--- Record excerpts ---

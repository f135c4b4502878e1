use serde::{Deserialize, Serialize};

/// Configuration for the presence relay server.
#[derive(Debug, Clone, Serialize, Deserialize)]
#[serde(default)]
pub struct RelayConfig {
    /// TCP port the relay listens on.
    pub port: u16,
    /// Outbound queue depth per connection; frames beyond it are dropped.
    pub queue_capacity: u32,
    /// Seconds a new connection has to send its join hello.
    pub hello_timeout_secs: u32,
}

impl Default for RelayConfig {
    fn default() -> Self {
        Self {
            port: 8080,
            queue_capacity: 256,
            hello_timeout_secs: 10,
        }
    }
}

---

Task goal: Your answer should consist of each line of the data above in which the word "RelayConfig" occurs.

Answer space:
pub struct RelayConfig {
impl Default for RelayConfig {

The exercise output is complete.